» Entries supplied
▬▬▬

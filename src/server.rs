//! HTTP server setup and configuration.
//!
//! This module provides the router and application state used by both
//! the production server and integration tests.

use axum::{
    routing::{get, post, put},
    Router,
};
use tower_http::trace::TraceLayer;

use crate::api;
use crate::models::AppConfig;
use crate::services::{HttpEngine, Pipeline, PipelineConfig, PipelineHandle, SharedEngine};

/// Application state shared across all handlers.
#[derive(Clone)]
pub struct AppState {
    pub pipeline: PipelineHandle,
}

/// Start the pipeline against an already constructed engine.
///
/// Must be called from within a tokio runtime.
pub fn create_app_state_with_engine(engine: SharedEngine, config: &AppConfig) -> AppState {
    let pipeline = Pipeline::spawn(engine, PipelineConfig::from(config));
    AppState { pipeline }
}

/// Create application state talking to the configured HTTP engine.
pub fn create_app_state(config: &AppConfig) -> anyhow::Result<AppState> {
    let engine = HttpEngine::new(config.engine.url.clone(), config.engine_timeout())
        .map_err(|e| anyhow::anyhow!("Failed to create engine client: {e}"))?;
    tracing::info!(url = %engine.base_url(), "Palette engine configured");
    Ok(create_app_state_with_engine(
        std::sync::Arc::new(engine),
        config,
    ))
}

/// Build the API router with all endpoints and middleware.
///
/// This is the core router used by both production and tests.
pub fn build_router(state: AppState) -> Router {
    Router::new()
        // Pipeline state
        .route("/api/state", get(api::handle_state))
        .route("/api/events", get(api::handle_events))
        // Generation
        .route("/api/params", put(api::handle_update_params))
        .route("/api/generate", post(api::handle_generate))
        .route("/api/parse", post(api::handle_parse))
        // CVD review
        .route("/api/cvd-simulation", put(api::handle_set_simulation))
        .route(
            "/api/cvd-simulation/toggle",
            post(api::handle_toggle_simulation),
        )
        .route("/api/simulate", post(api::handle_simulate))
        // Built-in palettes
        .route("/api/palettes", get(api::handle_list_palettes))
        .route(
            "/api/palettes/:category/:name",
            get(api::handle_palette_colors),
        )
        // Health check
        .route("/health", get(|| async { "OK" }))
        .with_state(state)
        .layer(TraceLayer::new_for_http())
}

▬▬▬

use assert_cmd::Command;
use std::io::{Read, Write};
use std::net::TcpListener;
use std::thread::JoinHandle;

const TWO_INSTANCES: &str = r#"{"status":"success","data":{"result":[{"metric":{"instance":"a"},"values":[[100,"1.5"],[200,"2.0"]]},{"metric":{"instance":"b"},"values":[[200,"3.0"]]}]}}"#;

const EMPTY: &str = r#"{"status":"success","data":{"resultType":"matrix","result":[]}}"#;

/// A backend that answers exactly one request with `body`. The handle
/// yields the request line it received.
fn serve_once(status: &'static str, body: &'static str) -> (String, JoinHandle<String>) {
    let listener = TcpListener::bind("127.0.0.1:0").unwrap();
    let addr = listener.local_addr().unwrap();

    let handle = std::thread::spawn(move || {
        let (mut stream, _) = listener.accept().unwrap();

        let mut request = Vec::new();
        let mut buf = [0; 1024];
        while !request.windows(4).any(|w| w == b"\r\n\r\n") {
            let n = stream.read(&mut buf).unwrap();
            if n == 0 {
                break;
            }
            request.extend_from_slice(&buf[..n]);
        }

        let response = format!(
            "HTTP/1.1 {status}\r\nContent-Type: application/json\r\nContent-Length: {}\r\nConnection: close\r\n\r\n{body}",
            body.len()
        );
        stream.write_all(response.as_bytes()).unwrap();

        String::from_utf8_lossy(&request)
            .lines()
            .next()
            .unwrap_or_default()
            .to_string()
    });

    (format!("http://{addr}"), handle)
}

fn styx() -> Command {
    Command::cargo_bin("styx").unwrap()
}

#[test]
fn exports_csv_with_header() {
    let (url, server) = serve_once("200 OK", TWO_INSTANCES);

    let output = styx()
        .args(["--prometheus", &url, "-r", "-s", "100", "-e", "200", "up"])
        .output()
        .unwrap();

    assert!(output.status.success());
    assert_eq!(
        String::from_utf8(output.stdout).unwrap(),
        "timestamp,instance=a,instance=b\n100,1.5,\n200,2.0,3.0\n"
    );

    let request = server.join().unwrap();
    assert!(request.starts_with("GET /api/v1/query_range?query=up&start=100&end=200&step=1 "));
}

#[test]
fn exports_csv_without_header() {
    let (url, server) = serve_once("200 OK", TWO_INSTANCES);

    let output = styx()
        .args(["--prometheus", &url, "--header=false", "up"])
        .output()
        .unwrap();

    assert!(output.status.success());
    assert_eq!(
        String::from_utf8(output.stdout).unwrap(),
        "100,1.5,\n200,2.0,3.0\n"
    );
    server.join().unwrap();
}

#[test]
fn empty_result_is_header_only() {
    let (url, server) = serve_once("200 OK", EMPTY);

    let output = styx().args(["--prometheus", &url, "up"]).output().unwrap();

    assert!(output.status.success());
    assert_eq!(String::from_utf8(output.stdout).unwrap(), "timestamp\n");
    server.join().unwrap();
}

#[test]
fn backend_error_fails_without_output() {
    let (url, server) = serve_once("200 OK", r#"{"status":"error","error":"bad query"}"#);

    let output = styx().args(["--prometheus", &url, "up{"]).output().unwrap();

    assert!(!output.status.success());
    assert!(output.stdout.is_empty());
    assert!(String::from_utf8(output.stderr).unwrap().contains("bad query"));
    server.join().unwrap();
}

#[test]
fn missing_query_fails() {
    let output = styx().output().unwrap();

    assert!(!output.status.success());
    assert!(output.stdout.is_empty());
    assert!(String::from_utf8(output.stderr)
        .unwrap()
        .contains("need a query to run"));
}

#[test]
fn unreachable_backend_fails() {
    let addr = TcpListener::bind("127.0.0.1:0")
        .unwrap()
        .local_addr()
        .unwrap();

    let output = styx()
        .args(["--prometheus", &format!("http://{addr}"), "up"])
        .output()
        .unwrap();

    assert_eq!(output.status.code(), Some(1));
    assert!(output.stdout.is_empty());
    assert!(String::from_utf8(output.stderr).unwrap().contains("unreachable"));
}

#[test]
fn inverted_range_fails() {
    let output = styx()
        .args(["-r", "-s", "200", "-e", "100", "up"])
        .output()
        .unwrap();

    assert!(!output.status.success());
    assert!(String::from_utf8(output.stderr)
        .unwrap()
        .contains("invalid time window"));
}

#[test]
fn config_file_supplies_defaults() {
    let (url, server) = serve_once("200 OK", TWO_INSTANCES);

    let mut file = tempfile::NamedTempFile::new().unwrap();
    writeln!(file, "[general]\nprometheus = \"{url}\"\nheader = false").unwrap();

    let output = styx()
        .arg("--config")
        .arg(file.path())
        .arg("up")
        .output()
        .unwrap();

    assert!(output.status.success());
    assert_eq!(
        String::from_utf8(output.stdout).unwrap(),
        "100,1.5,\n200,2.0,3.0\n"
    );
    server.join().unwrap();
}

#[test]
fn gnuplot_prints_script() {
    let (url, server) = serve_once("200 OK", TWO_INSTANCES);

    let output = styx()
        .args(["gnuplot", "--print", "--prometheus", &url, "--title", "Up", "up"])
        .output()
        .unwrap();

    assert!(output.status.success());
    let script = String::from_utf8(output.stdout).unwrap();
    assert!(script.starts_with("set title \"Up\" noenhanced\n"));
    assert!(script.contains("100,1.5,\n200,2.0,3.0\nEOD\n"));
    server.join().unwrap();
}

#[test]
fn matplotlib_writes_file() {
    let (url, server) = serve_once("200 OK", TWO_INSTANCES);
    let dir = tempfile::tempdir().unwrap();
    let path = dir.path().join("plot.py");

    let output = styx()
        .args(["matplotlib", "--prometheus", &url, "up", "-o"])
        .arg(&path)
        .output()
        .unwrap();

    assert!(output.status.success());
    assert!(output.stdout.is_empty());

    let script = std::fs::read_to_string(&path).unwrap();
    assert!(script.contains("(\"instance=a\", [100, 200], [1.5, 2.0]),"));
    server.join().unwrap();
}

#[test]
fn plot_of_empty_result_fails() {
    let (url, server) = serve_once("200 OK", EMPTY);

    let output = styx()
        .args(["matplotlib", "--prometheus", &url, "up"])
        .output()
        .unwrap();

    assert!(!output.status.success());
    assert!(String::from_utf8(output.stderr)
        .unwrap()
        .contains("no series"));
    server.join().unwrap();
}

▬▬▬

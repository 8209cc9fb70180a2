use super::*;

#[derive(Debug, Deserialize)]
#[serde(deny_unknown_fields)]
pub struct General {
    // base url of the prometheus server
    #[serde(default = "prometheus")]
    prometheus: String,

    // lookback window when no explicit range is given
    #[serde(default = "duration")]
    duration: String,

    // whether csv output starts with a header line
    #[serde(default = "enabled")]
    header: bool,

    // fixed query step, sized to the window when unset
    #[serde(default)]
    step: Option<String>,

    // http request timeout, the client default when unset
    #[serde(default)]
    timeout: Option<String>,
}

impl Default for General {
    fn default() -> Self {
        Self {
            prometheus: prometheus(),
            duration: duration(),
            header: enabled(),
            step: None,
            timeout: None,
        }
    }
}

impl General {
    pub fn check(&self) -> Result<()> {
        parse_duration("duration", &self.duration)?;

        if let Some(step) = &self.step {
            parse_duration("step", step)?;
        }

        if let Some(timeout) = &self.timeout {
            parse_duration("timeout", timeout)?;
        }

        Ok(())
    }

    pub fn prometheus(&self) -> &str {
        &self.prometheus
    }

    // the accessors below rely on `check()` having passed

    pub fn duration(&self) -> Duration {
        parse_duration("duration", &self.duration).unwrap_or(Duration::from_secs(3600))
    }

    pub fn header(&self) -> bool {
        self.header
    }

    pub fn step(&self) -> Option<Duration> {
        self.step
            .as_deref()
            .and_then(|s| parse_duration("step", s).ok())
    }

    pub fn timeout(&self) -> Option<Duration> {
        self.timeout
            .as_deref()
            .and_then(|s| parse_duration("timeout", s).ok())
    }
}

▬▬▬

» Problem
In the listing, find all lines with the string "check" and copy them.

» Result below
        // Health check
    pub fn check(&self) -> Result<()> {
    // the accessors below rely on `check()` having passed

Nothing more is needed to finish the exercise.